King has no shame following so close to his claims of foreign powers et al re. climategate.

OceanTwo
February 8, 2010 8:35 am

So, he (Black) tells us how we are all so confused (or he is, by the results) because the northern hemisphere has had its warmest January in a while, and the ocean heat content is pretty high. So why is it so damned cold by any measure that counts? Oh, I forgot – Global Warming Causes Global Cooling…
Seriously, though, I am actually a bit concerned. A few degrees change in temperature in the negative direction – where it matters at ground/level where-people-are – is a serious issue. Keeping warm is a lot harder than dealing with warmer temperatures, which can usually be made quite tolerable and comfortable with a change in behaviour and basic elements of living.
Warmer is, on the whole, better for mankind and a multitude of species (fora and fauna). Colder, on the other hand, is going to make things quite uncomfortable.
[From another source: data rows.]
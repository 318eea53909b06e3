// SPDX-FileCopyrightText: 2026 Sébastien Helleu <flashcode@flashtux.org>
//
// SPDX-License-Identifier: GPL-3.0-or-later

//! Directory utilities.

use std::path::{Path, PathBuf};
use std::sync::Mutex;
use std::{collections::HashSet, sync::Arc};

use colored::Colorize;
use ignore::WalkBuilder;

/// Return `true` if the file has one of the extensions (case insensitive).
fn has_extension(path: &Path, extensions: &[String]) -> bool {
    path.extension()
        .is_some_and(|ext| extensions.iter().any(|e| ext.eq_ignore_ascii_case(e)))
}

/// Recursively find all localization files (matching the extensions) under the given paths.
///
/// Files given explicitly are always kept, whatever their extension.
/// The .gitignore rules are respected: ignored files are skipped.
pub fn find_files(paths: &[PathBuf], extensions: &[String]) -> HashSet<PathBuf> {
    let all_paths: Vec<PathBuf> = if paths.is_empty() {
        vec![PathBuf::from(".")]
    } else {
        paths.to_vec()
    };

    let mut found: HashSet<PathBuf> = all_paths.iter().filter(|p| p.is_file()).cloned().collect();
    let dirs: Vec<&PathBuf> = all_paths.iter().filter(|p| !p.is_file()).collect();
    let Some((first, others)) = dirs.split_first() else {
        return found;
    };

    let mut builder = WalkBuilder::new(first);
    for root in others {
        builder.add(root);
    }

    builder.follow_links(false);

    let files = Arc::new(Mutex::new(HashSet::new()));
    builder.build_parallel().run(|| {
        let files = Arc::clone(&files);
        Box::new(move |entry| {
            match entry {
                Ok(dirent) => {
                    if dirent.file_type().is_some_and(|ft| ft.is_file())
                        && has_extension(dirent.path(), extensions)
                        && let Ok(mut files) = files.lock()
                    {
                        files.insert(
                            dirent
                                .path()
                                .strip_prefix("./")
                                .unwrap_or(dirent.path())
                                .to_path_buf(),
                        );
                    }
                }
                Err(err) => {
                    eprintln!("{}: could not read entry: {err}", "Warning".yellow());
                }
            }
            ignore::WalkState::Continue
        })
    });
    if let Ok(mut files) = files.lock() {
        found.extend(files.drain());
    }
    found
}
In other words, all this global warming that the doomsayers have been warning us of is actually a good thing – “Danger, Will Robinson, Danger! Buying lottery tickets puts you at the precipice of the pit of money!”

April 3, 2010 7:01 pm

Wow, passionate comment after comment after comment :|!
It’s difficult to give a definitive answer, even as an environmental writer, because the proof given simply doesn’t give any kind of real definition.
I remember reading over the Copenhagen summit website, and the comments were full of thought-provoking, unquestionable material proving facts that point towards the ice-mass on earth increasing and man-made climate-change having a very limited impact on the earth.
It’s good that we are starting early though; most of the methods that today are pushing towards a healthier environment save money, time and effort in the long-run, and will benefit the world as a whole for years to come.
I can only wince at the idea of the massive species-wide effort to halt climate change being at best pre-mature… if it happens, the world will be worse off than it was before, simply beause people won’t trust politicians, scientists or world-leaders for a long time to come.